Understanding the goals of treatment for mesothelioma
For some mesotheliomas, the goal of treatment is to cure the cancer. If a cure isn’t possible, you may receive treatment to shrink the cancer or keep it under control. Treatment can also improve your quality of life by helping to control the symptoms of the disease. The goals of treatment can include one or more of these things:
Remove or destroy the mesothelioma in the place where it started
Remove or destroy tumors in other parts of your body
Stop or slow the growth or spread of mesothelioma cells
Prevent or delay the cancer's return
Ease symptoms from the cancer, such as pain or trouble breathing
Types of treatment for mesothelioma
There are several types of treatment for mesothelioma. Different combinations of treatment may be used, depending on a number of factors, such as:
The type and location of the cancer
The stage (extent) of the cancer
Your age and overall health
Your personal concerns and preferences
Each treatment has its own goals.
For some early stage mesotheliomas, surgery can be used to try to remove all of the cancer. But this is often a complex operation. Plus, it can be hard to remove all of the mesothelioma. In some cases, surgery is done to remove as much of the cancer as possible. This is then followed by other treatments. For more advanced cancers, less extensive forms of surgery are used to help relieve symptoms from the cancer. These include trouble breathing.
Radiation therapy uses high-energy X-rays or particles to kill cancer cells. This treatment might be used after surgery. It’s done to try to kill any remaining cancer cells. It may also be used to help relieve symptoms in people with advanced cancer.

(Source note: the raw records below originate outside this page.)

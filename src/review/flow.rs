//! Upload → analyze → persist.
//!
//! `submit` hands back the in-progress record right away and runs the remote
//! call on a spawned task. The task owns the record id, so its store write
//! lands on the right record no matter what the caller did in between. Tasks
//! are never cancelled; concurrent completions for one kind are persisted in
//! completion order (last write wins).

use super::client::AnalysisClient;
use super::encode::{from_data_url, to_data_url};
use super::error::{Result, ReviewError};
use super::history::{HistoryStore, SaveOutcome, DEFAULT_CAPACITY};
use super::media::{display_name, guess_media_type, validate};
use super::schema::{Analysis, ContentKind, HistoryRecord, UploadFile};
use super::storage::KeyValueStore;
use chrono::{SecondsFormat, Utc};
use std::path::Path;
use std::sync::Arc;
use tokio::task::JoinHandle;
use tracing::{debug, info, warn};
use uuid::Uuid;

/// An accepted upload whose analysis is still running.
pub struct Submission {
    record: HistoryRecord,
    task: JoinHandle<HistoryRecord>,
}

impl Submission {
    /// The record as it should be shown while analysis is pending.
    pub fn record(&self) -> &HistoryRecord {
        &self.record
    }

    pub fn id(&self) -> &str {
        &self.record.id
    }

    /// Wait for the terminal record. It has already been persisted.
    pub async fn completed(self) -> Result<HistoryRecord> {
        let id = self.record.id;
        self.task.await.map_err(|e| ReviewError::TaskAborted {
            id,
            reason: e.to_string(),
        })
    }
}

/// What opening a history record led to.
pub enum Reopened {
    /// Results already final; nothing was sent.
    Cached(HistoryRecord),
    /// Results were missing and the file was sent again under the same id.
    Pending(Submission),
    /// Results missing and no file left to send.
    Unavailable(HistoryRecord),
}

pub struct UploadFlow {
    client: Arc<dyn AnalysisClient>,
    portfolio: HistoryStore,
    audio: HistoryStore,
}

impl UploadFlow {
    pub fn new(client: Arc<dyn AnalysisClient>, kv: Arc<dyn KeyValueStore>) -> Self {
        Self::with_capacity(client, kv, DEFAULT_CAPACITY)
    }

    pub fn with_capacity(
        client: Arc<dyn AnalysisClient>,
        kv: Arc<dyn KeyValueStore>,
        capacity: usize,
    ) -> Self {
        Self {
            client,
            portfolio: HistoryStore::with_capacity(ContentKind::Portfolio, kv.clone(), capacity),
            audio: HistoryStore::with_capacity(ContentKind::Audio, kv, capacity),
        }
    }

    pub fn history(&self, kind: ContentKind) -> &HistoryStore {
        match kind {
            ContentKind::Portfolio => &self.portfolio,
            ContentKind::Audio => &self.audio,
        }
    }

    /// Validate `file`, start its analysis and return the in-progress record.
    ///
    /// A rejected file touches neither the store nor the network.
    pub async fn submit(&self, file: UploadFile, kind: ContentKind) -> Result<Submission> {
        if let Err(e) = validate(kind, &file) {
            warn!(
                %kind,
                file_name = %file.file_name,
                media_type = %file.media_type,
                "Rejected upload"
            );
            return Err(e);
        }

        let file = Arc::new(file);
        let mut record = new_record(kind, &file);
        let source = file.clone();
        let payload =
            tokio::task::spawn_blocking(move || to_data_url(&source.media_type, &source.data))
                .await
                .map_err(|e| ReviewError::TaskAborted {
                    id: record.id.clone(),
                    reason: e.to_string(),
                })?;
        record.payload_base64 = payload;
        info!(%kind, id = %record.id, file_name = %record.file_name, "Upload accepted");

        Ok(self.spawn_analysis(kind, record, file))
    }

    /// Show a record, analyzing it only if it never got a final result.
    pub async fn open(&self, kind: ContentKind, record: HistoryRecord) -> Reopened {
        if record.is_analyzed(kind) {
            debug!(%kind, id = %record.id, "Serving cached analysis");
            return Reopened::Cached(record);
        }

        let file = match record.file.clone() {
            Some(file) => Some(file),
            None => cached_file(&record).map(Arc::new),
        };
        match file {
            Some(file) => {
                info!(%kind, id = %record.id, "Re-analyzing record without a result");
                let pending = with_pending_results(kind, record);
                Reopened::Pending(self.spawn_analysis(kind, pending, file))
            }
            None => {
                warn!(%kind, id = %record.id, "No result and no cached payload");
                Reopened::Unavailable(record)
            }
        }
    }

    /// Look up a stored record by id and [`open`](Self::open) it.
    pub async fn reopen(&self, kind: ContentKind, id: &str) -> Result<Reopened> {
        let record = self
            .history(kind)
            .get(id)
            .ok_or_else(|| ReviewError::NotFound {
                kind,
                id: id.to_string(),
            })?;
        Ok(self.open(kind, record).await)
    }

    fn spawn_analysis(
        &self,
        kind: ContentKind,
        pending: HistoryRecord,
        file: Arc<UploadFile>,
    ) -> Submission {
        let client = self.client.clone();
        let store = self.history(kind).clone();
        let view = pending.clone();

        let task = tokio::spawn(async move {
            let outcome = client.analyze(kind, &file).await;
            let finished = apply_analysis(kind, pending, outcome);
            match store.save(&finished) {
                SaveOutcome::Stored => {}
                outcome => {
                    warn!(%kind, id = %finished.id, ?outcome, "History saved in degraded form")
                }
            }
            finished.detached()
        });

        Submission { record: view, task }
    }
}

/// Read a file from disk, taking its media type from `media_type` or its
/// extension.
pub async fn open_file(path: &Path, media_type: Option<&str>) -> Result<UploadFile> {
    let data = tokio::fs::read(path)
        .await
        .map_err(|source| ReviewError::FileRead {
            path: path.display().to_string(),
            source,
        })?;
    let file_name = path
        .file_name()
        .and_then(|n| n.to_str())
        .unwrap_or("upload")
        .to_string();
    let media_type = media_type
        .map(str::to_string)
        .unwrap_or_else(|| guess_media_type(&file_name));
    Ok(UploadFile::new(file_name, media_type, data))
}

fn new_record(kind: ContentKind, file: &Arc<UploadFile>) -> HistoryRecord {
    let record = HistoryRecord {
        id: Uuid::now_v7().to_string(),
        name: display_name(&file.file_name),
        file_name: file.file_name.clone(),
        upload_time: Utc::now().to_rfc3339_opts(SecondsFormat::Millis, true),
        payload_base64: String::new(),
        suggestion_text: String::new(),
        transcription_text: None,
        file: Some(file.clone()),
    };
    with_pending_results(kind, record)
}

fn with_pending_results(kind: ContentKind, record: HistoryRecord) -> HistoryRecord {
    let sentinels = kind.sentinels();
    HistoryRecord {
        suggestion_text: sentinels.suggestion_pending.to_string(),
        transcription_text: kind
            .has_transcription()
            .then(|| sentinels.transcription_pending.to_string()),
        ..record
    }
}

fn cached_file(record: &HistoryRecord) -> Option<UploadFile> {
    if record.payload_base64.is_empty() {
        return None;
    }
    match from_data_url(&record.payload_base64) {
        Ok((media_type, data)) => Some(UploadFile::new(record.file_name.clone(), media_type, data)),
        Err(e) => {
            debug!(id = %record.id, error = %e, "Cached payload unusable");
            None
        }
    }
}

/// Fill result fields from the service outcome. A response with no usable
/// text is recorded as a failure.
fn apply_analysis(
    kind: ContentKind,
    record: HistoryRecord,
    outcome: anyhow::Result<Analysis>,
) -> HistoryRecord {
    let sentinels = kind.sentinels();
    let failed = || HistoryRecord {
        suggestion_text: sentinels.suggestion_failed.to_string(),
        transcription_text: kind
            .has_transcription()
            .then(|| sentinels.transcription_failed.to_string()),
        ..record.clone()
    };

    let analysis = match outcome {
        Ok(analysis) => analysis,
        Err(e) => {
            warn!(%kind, id = %record.id, error = %format!("{e:#}"), "Analysis failed");
            return failed();
        }
    };

    let suggestion = Some(analysis.suggestion).filter(|s| !s.trim().is_empty());
    let transcription = analysis.transcription.filter(|t| !t.trim().is_empty());
    if suggestion.is_none() && (!kind.has_transcription() || transcription.is_none()) {
        warn!(%kind, id = %record.id, "Analysis returned no content");
        return failed();
    }

    info!(%kind, id = %record.id, "Analysis complete");
    HistoryRecord {
        suggestion_text: suggestion.unwrap_or_else(|| sentinels.suggestion_empty.to_string()),
        transcription_text: kind
            .has_transcription()
            .then(|| transcription.unwrap_or_else(|| sentinels.transcription_empty.to_string())),
        ..record
    }
}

Chemotherapy (chemo) is the use of medicines to kill cancer cells. For early stage mesothelioma, chemo can be used before surgery to try to make the operation easier. Or it may be done during or after surgery to try to kill any remaining cancer cells. Chemo is often the main treatment (sometimes with radiation) for people with advanced mesothelioma or who cannot have surgery for some other reason.
Your healthcare provider may suggest treatments that help ease your symptoms, but don’t treat the cancer. These can sometimes be used along with other treatments. Or your healthcare provider may suggest supportive care if he or she believes that available treatments are more likely to do you more harm than good.
Clinical trials for new treatments
Researchers are always looking for new ways to treat mesothelioma. These new methods are tested in clinical trials. Talk with your healthcare provider to find out if there are any clinical trials you should consider.
Talking with your doctor
At first, thinking about treatment options may seem overwhelming. Talk with your healthcare team and loved ones. Make a list of questions. Consider the benefits and side effects of each option. Discuss your concerns with your healthcare provider before making a decision.